ASSIGNED TASK - Look through the data below and extract, unchanged, the lines from the one that contains "let listener = tokio::net::TcpListener::bind(http_addr).await?;" to the one that contains "fn register_handlers(registry: &WorkHandlerRegistry)", both included.

Stored data

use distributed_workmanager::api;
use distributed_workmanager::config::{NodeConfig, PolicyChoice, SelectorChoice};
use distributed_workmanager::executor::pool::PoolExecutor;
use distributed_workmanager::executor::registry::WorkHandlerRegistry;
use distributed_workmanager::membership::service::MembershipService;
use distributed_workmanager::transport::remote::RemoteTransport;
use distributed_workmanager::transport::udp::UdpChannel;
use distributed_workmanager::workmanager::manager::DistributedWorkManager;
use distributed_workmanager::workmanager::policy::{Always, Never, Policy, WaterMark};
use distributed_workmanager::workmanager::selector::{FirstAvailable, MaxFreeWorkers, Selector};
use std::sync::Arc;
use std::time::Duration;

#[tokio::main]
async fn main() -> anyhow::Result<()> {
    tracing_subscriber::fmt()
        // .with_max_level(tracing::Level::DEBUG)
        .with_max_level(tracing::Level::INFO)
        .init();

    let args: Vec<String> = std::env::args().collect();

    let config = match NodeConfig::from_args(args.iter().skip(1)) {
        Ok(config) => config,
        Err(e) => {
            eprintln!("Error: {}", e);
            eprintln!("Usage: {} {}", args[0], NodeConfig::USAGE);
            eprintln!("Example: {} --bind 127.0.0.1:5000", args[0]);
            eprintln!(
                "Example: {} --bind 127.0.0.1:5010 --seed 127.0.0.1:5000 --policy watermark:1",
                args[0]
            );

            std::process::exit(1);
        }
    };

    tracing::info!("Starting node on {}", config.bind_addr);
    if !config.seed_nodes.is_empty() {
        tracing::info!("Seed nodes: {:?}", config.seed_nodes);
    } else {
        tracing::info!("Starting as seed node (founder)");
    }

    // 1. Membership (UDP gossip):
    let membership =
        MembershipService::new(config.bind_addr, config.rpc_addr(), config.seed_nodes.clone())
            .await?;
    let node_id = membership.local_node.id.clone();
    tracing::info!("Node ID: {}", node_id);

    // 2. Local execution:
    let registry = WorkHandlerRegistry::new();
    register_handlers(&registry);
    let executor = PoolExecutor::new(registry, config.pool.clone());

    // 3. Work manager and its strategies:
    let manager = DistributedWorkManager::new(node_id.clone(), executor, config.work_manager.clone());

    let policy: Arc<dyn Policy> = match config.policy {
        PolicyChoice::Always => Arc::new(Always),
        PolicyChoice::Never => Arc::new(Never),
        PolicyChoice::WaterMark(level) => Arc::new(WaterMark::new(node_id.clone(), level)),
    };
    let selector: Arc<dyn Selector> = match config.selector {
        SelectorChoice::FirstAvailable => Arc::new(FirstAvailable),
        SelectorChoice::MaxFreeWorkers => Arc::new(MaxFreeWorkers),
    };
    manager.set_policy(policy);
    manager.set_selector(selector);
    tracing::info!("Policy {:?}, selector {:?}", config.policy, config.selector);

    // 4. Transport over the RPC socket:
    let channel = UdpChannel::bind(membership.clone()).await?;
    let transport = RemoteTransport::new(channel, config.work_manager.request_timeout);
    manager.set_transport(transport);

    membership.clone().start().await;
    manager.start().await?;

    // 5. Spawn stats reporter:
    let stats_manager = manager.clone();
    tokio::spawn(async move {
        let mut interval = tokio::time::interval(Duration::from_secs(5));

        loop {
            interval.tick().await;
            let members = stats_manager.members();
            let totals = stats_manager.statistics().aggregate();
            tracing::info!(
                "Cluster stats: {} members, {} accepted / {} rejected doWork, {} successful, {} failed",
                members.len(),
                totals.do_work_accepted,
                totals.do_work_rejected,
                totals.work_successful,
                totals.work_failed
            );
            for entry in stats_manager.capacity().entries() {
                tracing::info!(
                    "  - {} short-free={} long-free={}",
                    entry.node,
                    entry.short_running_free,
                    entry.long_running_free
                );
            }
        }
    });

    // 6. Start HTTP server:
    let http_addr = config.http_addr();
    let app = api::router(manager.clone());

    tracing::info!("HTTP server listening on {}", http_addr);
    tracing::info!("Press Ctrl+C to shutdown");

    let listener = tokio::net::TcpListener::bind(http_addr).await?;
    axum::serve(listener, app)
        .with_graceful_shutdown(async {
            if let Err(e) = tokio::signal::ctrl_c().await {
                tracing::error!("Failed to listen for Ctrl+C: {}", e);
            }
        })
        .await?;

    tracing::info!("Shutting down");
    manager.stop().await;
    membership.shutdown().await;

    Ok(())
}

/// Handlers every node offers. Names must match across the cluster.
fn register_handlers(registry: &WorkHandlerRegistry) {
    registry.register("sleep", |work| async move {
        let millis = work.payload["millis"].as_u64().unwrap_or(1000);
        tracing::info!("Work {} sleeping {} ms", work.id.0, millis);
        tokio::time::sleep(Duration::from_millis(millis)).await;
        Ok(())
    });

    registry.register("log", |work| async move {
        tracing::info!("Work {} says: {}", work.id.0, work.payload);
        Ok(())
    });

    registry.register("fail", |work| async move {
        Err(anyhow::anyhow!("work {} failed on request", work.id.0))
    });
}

COMPLETED EXERCISE -
    let listener = tokio::net::TcpListener::bind(http_addr).await?;
    axum::serve(listener, app)
        .with_graceful_shutdown(async {
            if let Err(e) = tokio::signal::ctrl_c().await {
                tracing::error!("Failed to listen for Ctrl+C: {}", e);
            }
        })
        .await?;

    tracing::info!("Shutting down");
    manager.stop().await;
    membership.shutdown().await;

    Ok(())
}

/// Handlers every node offers. Names must match across the cluster.
fn register_handlers(registry: &WorkHandlerRegistry) {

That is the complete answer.